■ Exercise: Scan the entries below and extract each line with the word "carried" in it.

■ Exercise data:
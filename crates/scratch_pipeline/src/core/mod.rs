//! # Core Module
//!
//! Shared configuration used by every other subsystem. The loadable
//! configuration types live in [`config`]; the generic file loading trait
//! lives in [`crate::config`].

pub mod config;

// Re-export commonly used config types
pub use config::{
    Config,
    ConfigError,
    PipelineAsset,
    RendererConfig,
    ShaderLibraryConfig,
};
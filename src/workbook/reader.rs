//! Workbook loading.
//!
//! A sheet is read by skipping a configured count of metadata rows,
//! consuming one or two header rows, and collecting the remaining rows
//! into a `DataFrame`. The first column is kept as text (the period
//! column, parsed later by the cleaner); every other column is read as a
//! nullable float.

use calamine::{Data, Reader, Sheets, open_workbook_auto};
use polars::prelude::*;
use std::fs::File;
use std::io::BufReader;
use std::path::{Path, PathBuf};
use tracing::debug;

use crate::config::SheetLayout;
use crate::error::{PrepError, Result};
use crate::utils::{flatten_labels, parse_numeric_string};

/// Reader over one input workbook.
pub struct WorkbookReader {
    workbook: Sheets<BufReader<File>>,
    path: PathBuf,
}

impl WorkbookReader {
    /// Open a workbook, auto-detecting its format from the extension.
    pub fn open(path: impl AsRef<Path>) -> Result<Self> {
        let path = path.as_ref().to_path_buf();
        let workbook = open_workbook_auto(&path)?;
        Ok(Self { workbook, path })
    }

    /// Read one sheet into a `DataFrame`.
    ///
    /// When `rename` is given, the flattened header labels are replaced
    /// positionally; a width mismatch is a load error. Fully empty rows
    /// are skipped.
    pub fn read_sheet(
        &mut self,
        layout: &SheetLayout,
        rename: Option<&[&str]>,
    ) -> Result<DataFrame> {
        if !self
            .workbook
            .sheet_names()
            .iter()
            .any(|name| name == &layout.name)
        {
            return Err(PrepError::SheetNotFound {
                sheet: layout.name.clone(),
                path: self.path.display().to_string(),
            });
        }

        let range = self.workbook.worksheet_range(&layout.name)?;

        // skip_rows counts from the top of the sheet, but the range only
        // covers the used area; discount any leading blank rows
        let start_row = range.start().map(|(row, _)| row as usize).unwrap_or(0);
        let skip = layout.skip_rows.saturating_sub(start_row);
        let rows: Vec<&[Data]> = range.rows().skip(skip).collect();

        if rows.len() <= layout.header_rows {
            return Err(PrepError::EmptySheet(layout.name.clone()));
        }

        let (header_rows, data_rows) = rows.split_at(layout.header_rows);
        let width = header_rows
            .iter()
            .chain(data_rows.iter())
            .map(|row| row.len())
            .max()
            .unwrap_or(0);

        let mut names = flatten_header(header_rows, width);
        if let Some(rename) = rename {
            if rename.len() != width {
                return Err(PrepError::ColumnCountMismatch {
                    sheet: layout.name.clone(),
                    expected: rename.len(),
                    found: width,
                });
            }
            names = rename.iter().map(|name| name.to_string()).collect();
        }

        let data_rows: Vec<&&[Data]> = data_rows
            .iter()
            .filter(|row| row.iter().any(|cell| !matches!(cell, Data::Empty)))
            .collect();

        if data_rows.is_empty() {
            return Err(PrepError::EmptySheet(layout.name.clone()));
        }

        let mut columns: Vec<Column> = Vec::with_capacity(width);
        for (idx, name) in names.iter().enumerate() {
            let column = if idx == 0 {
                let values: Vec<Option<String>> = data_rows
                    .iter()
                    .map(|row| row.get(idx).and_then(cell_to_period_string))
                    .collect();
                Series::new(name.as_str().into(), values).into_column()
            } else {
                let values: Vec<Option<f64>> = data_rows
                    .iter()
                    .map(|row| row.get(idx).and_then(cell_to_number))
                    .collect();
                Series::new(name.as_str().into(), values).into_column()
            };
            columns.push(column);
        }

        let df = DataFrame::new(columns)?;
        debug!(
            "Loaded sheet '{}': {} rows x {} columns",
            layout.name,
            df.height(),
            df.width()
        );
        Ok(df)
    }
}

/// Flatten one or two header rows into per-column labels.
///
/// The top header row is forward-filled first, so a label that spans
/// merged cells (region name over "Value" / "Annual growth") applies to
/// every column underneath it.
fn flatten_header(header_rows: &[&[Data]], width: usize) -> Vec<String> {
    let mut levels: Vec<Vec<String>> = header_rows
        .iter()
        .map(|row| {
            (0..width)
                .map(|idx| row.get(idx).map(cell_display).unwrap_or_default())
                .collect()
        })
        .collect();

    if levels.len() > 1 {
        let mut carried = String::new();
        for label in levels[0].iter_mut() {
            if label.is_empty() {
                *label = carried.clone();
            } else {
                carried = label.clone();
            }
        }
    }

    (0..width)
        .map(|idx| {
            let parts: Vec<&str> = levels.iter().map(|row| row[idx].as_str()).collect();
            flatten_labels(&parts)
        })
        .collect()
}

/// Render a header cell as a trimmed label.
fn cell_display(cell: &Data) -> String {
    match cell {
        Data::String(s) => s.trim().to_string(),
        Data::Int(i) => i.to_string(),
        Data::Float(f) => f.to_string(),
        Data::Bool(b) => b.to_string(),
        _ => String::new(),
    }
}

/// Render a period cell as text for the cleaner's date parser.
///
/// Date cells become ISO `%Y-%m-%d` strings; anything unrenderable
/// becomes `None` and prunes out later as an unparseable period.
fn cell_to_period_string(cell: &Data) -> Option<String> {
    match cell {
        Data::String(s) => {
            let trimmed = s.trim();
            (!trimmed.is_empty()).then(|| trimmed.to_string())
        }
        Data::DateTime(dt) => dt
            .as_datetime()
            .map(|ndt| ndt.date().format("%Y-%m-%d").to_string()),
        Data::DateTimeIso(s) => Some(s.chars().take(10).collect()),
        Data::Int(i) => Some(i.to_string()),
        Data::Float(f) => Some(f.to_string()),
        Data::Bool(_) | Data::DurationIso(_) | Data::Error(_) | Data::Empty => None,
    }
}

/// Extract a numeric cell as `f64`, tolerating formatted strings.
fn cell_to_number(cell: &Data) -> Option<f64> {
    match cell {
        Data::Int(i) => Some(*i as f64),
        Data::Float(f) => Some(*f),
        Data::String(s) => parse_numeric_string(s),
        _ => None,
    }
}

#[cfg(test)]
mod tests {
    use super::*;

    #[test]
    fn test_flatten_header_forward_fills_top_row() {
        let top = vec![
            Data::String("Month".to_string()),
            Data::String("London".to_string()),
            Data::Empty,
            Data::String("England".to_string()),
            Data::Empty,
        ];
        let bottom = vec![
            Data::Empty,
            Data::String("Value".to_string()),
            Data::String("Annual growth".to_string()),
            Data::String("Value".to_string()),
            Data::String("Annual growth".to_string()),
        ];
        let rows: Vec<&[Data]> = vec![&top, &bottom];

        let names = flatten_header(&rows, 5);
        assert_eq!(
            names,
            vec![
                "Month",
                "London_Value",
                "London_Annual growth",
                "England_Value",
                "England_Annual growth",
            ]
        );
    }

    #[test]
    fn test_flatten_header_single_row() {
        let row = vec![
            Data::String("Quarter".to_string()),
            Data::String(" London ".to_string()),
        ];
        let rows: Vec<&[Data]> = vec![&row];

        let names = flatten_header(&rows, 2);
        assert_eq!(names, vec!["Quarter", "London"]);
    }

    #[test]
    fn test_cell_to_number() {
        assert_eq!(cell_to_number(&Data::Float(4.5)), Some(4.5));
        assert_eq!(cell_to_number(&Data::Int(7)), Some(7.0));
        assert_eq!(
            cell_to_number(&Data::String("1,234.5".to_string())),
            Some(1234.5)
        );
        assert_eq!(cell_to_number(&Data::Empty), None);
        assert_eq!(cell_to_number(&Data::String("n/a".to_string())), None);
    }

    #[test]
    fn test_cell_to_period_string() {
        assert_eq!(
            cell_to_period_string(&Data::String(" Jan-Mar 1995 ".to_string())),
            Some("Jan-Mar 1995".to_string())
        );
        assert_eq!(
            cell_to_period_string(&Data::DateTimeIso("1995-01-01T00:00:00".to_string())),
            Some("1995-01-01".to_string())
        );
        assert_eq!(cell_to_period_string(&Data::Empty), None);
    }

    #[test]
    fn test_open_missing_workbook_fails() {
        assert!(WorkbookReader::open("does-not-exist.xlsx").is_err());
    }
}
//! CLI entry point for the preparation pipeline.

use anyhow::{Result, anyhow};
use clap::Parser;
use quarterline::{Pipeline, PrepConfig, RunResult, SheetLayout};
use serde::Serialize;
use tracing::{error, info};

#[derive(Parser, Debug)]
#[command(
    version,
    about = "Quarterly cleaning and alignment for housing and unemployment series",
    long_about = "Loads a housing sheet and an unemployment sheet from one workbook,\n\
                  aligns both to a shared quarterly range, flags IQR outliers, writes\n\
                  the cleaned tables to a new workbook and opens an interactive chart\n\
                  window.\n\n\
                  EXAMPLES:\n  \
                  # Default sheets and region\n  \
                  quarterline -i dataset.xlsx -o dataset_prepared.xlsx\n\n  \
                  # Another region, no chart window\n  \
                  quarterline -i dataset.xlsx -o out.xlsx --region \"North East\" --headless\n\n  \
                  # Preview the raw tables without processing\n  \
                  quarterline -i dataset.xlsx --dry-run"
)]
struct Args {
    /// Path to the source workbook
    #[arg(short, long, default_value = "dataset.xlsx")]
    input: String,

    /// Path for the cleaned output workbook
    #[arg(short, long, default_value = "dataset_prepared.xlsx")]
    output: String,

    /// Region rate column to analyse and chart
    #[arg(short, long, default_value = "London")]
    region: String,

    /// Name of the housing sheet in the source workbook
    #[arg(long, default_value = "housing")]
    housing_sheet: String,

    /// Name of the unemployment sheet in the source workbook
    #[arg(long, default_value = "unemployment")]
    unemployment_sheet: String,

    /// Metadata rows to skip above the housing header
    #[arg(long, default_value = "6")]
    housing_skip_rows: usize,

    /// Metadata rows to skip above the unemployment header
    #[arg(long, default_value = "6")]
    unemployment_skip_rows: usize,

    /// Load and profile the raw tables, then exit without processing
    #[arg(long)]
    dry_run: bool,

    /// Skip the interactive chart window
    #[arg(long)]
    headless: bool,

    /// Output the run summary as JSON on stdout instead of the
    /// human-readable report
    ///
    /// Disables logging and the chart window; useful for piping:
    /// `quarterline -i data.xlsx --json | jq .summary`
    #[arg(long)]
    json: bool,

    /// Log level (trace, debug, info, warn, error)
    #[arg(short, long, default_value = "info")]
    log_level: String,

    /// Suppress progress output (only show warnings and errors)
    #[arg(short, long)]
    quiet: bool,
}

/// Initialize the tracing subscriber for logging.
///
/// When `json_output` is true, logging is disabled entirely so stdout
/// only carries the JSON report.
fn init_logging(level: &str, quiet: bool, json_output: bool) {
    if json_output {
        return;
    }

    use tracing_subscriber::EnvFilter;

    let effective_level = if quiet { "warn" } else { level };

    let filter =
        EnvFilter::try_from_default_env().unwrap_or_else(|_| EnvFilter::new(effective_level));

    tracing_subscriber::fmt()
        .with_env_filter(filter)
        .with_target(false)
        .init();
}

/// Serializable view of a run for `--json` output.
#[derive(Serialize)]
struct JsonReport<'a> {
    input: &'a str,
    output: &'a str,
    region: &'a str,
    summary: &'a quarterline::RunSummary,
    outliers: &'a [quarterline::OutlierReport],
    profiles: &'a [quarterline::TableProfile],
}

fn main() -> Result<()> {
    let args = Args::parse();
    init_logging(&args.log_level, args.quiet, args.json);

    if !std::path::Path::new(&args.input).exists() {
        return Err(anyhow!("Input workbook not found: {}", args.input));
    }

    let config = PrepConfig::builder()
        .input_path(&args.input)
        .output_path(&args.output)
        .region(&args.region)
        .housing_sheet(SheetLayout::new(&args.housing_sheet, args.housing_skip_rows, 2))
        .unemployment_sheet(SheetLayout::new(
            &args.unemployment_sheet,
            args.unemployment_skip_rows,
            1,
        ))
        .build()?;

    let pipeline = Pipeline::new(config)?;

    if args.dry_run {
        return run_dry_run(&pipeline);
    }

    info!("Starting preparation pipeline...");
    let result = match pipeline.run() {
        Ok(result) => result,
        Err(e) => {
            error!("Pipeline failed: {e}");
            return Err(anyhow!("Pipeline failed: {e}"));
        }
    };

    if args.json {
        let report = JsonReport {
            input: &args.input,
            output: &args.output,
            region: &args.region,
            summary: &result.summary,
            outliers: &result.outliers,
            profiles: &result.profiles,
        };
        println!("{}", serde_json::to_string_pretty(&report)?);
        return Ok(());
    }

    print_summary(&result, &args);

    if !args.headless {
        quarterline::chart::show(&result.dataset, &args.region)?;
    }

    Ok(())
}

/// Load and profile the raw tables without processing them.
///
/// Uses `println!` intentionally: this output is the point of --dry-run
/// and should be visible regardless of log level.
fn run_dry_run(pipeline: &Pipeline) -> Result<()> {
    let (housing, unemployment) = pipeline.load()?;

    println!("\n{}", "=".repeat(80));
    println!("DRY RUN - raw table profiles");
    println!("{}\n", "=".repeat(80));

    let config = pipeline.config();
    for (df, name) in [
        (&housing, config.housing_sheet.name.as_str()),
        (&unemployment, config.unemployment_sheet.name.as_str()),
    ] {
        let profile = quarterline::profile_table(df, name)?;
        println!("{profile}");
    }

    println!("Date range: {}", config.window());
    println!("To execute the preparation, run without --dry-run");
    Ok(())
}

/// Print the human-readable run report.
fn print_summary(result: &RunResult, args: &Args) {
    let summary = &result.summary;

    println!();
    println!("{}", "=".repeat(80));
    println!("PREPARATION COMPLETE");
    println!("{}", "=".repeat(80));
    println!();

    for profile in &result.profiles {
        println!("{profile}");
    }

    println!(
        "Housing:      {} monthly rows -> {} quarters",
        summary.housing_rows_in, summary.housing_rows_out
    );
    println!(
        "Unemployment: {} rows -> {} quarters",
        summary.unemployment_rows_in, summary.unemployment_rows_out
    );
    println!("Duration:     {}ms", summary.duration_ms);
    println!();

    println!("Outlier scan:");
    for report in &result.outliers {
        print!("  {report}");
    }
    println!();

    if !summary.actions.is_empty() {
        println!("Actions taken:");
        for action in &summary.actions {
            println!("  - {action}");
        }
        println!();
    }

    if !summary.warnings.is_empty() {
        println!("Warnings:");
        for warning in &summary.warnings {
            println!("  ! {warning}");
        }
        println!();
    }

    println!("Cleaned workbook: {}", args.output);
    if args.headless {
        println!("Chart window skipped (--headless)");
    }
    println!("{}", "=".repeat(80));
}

■ Solution to the problem:
        let mut carried = String::new();
                *label = carried.clone();
                carried = label.clone();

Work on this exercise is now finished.